A celebração deixou de ser apenas emocional e se transformou em um dos períodos mais lucrativos do comércio.

Foi nesse momento que Anna Jarvis passou de criadora da data a sua principal crítica.

Ela acreditava que o verdadeiro sentido do Dia das Mães estava sendo destruído pelo consumismo.

“Ela queria que fosse um dia sagrado, dedicado ao reconhecimento sincero das mães, não uma oportunidade de lucro”, escreveu a pesquisadora Katharine Antolini, autora de um livro sobre a ativista.

Anna começou então uma cruzada pública contra empresas e comerciantes.

Protestos contra floriculturas e cartões prontos

Indignada com o rumo da celebração, Anna Jarvis passou a atacar diretamente os setores que lucravam com a data.

Ela acusava empresários de transformarem o sentimento materno em mercadoria e criticava o aumento dos preços de flores durante o mês de maio.

Também atacava duramente a indústria de cartões comemorativos.

Para ela, comprar mensagens prontas era um gesto vazio.

Anna defendia que filhos escrevessem cartas à mão, expressando sentimentos verdadeiros às mães.

Em alguns momentos, chegou a ameaçar processar empresas por uso comercial da data.

A ativista também rejeitava campanhas que transformavam o Dia das Mães em um símbolo amplo de família e comportamento social. Para ela, o foco deveria permanecer exclusivamente no amor genuíno entre mães e filhos.

Final de vida marcado por tristeza e arrependimento

A luta de Anna Jarvis contra a comercialização do Dia das Mães consumiu praticamente toda a parte final de sua vida.

Ela gastou dinheiro em protestos, processos e campanhas tentando “resgatar” o verdadeiro significado da data.

Antes de morrer, em 1948, enfrentando dificuldades financeiras e problemas emocionais, confessou arrependimento.

“Lamento profundamente ter criado o Dia das Mães”, declarou a um jornalista.

O Dia das Mães no Brasil

No Brasil, o Dia das Mães foi oficializado em 1932 pelo então presidente Getúlio Vargas.

O decreto determinou o segundo domingo de maio como data oficial da celebração.

Décadas depois, principalmente durante o regime militar, a homenagem ganhou ainda mais força no país, acompanhando uma valorização da imagem da família tradicional e da figura materna.

Hoje, o Dia das Mães é a segunda data mais importante para o comércio brasileiro, ficando atrás apenas do Natal.

Uma data bilionária

O que Anna Jarvis temia acabou se tornando realidade em escala global.

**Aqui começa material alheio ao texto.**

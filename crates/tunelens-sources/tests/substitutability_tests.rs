//! The same consumer code runs against both data sources.

use chrono::{Duration as ChronoDuration, Utc};
use serde_json::json;
use std::sync::Arc;
use tunelens_domain::TimeDimension;
use tunelens_sources::{
    Dashboard, DataSource, FixtureDataSource, HttpCatalogClient, LiveDataSource,
};
use wiremock::matchers::{method, path};
use wiremock::{Mock, MockServer, ResponseTemplate};

/// Consumer logic with no knowledge of which source it is given.
async fn headline(source: &dyn DataSource) -> (usize, usize, usize) {
    let tracks = source.top_tracks(3, Some(TimeDimension::Month)).await.unwrap();
    let artists = source.top_artists(3, Some(TimeDimension::Month)).await.unwrap();
    let plays = source.recently_played(3).await.unwrap();
    source.clear_cache();
    (tracks.len(), artists.len(), plays.len())
}

async fn live_source() -> (MockServer, Arc<dyn DataSource>) {
    let server = MockServer::start().await;
    let now = Utc::now();
    let ago = |hours: i64| (now - ChronoDuration::hours(hours)).to_rfc3339();

    let track = |id: &str, name: &str, artist: &str, popularity: u8| {
        json!({
            "id": id,
            "name": name,
            "artists": [{ "id": artist, "name": artist.to_uppercase() }],
            "album": { "name": format!("{name} LP"), "images": [] },
            "duration_ms": 240000,
            "popularity": popularity
        })
    };

    Mock::given(method("GET"))
        .and(path("/me/top/tracks"))
        .respond_with(ResponseTemplate::new(200).set_body_json(json!({
            "items": [
                track("t1", "One", "a1", 80),
                track("t2", "Two", "a2", 60),
                track("t3", "Three", "a1", 40),
                track("t4", "Four", "a3", 20)
            ]
        })))
        .mount(&server)
        .await;

    Mock::given(method("GET"))
        .and(path("/me/top/artists"))
        .respond_with(ResponseTemplate::new(200).set_body_json(json!({
            "items": [
                { "id": "a1", "name": "A1", "genres": ["shoegaze", "dream pop"], "popularity": 70 },
                { "id": "a2", "name": "A2", "genres": ["shoegaze"], "popularity": 50 },
                { "id": "a3", "name": "A3", "genres": [], "popularity": 30 }
            ]
        })))
        .mount(&server)
        .await;

    Mock::given(method("GET"))
        .and(path("/me/player/recently-played"))
        .respond_with(ResponseTemplate::new(200).set_body_json(json!({
            "items": [
                { "track": track("t1", "One", "a1", 80), "played_at": ago(1) },
                { "track": track("t1", "One", "a1", 80), "played_at": ago(5) },
                { "track": track("t2", "Two", "a2", 60), "played_at": ago(30) },
                { "track": track("t4", "Four", "a3", 20), "played_at": ago(24 * 90) }
            ]
        })))
        .mount(&server)
        .await;

    let catalog = HttpCatalogClient::builder()
        .base_url(server.uri())
        .access_token(Some("token".to_string()))
        .build()
        .unwrap();
    (server, Arc::new(LiveDataSource::new(Arc::new(catalog))))
}

#[tokio::test]
async fn test_same_consumer_against_both_sources() {
    let (_server, live) = live_source().await;
    let fixture: Arc<dyn DataSource> = Arc::new(FixtureDataSource::bundled().unwrap());

    for source in [&live, &fixture] {
        let (tracks, artists, plays) = headline(source.as_ref()).await;
        assert_eq!((tracks, artists, plays), (3, 3, 3), "source {}", source.name());
    }
}

#[tokio::test]
async fn test_dashboard_derives_real_numbers_from_live_source() {
    let (_server, live) = live_source().await;

    // The live source itself only offers placeholders.
    assert!(!live.stats().await.unwrap().has_data);

    let snapshot = Dashboard::new(live)
        .snapshot(TimeDimension::Month, 2)
        .await
        .unwrap();

    assert_eq!(snapshot.source, "live");
    assert!(snapshot.stats.has_data);
    assert_eq!(snapshot.stats.total_tracks, 4);
    assert_eq!(snapshot.stats.total_artists, 3);
    assert_eq!(snapshot.stats.top_genre.as_deref(), Some("shoegaze"));
    // Stats count every fetched play; the 90-day-old one is not recent.
    assert_eq!(snapshot.stats.total_plays, 4);
    assert_eq!(snapshot.stats.recent_tracks_count, 3);
    // The month window drops it from the play lists.
    assert_eq!(snapshot.recent_plays.len(), 2);
    assert_eq!(snapshot.top_tracks.len(), 2);
    assert_eq!(snapshot.top_artists.len(), 2);
    assert_eq!(snapshot.most_played_tracks[0].item.id.as_str(), "t1");
    assert_eq!(snapshot.most_played_tracks[0].plays, 2);
    assert_eq!(snapshot.genres[0].name, "shoegaze");
    assert_eq!(snapshot.genres[0].count, 2);
}

#[tokio::test]
async fn test_dashboard_against_fixture_source() {
    let source = FixtureDataSource::bundled().unwrap();
    let anchor = source.anchor();
    let snapshot = Dashboard::new(Arc::new(source))
        .snapshot_at(TimeDimension::Week, 5, anchor)
        .await
        .unwrap();

    assert_eq!(snapshot.source, "fixture");
    assert_eq!(snapshot.window.end, anchor);
    assert_eq!(snapshot.top_tracks.len(), 5);
    assert_eq!(snapshot.stats.total_tracks, 6);
    assert_eq!(snapshot.most_played_tracks[0].item.id.as_str(), "t15");
    assert_eq!(snapshot.most_played_tracks[0].plays, 3);
    assert!(snapshot.quality.is_clean());
    assert!(serde_json::to_string(&snapshot).is_ok());
}

#[tokio::test]
async fn test_recent_count_is_independent_of_dimension() {
    let source = Arc::new(FixtureDataSource::bundled().unwrap());
    let anchor = source.anchor();
    let dashboard = Dashboard::new(source);

    for dimension in TimeDimension::ALL {
        let snapshot = dashboard.snapshot_at(dimension, 5, anchor).await.unwrap();
        assert_eq!(snapshot.stats.recent_tracks_count, 22, "{dimension}");
        assert_eq!(snapshot.stats.total_plays, 30, "{dimension}");
    }

    let week = dashboard
        .snapshot_at(TimeDimension::Week, 50, anchor)
        .await
        .unwrap();
    assert!(week.recent_plays.len() < 22);
}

Somente nos Estados Unidos, o Dia das Mães movimenta mais de US$ 23 bilhões por ano.

No Brasil, a expectativa para 2026 é que a data gere cerca de R$ 38 bilhões nos setores de comércio e serviços, segundo levantamentos do varejo nacional.

Moda, perfumes, cosméticos, flores, chocolates e experiências como viagens e almoços lideram as vendas.

Mais de um século depois de sua criação, o Dia das Mães se tornou um fenômeno mundial, embora sua criadora jamais tenha concordado com o rumo que a celebração tomou.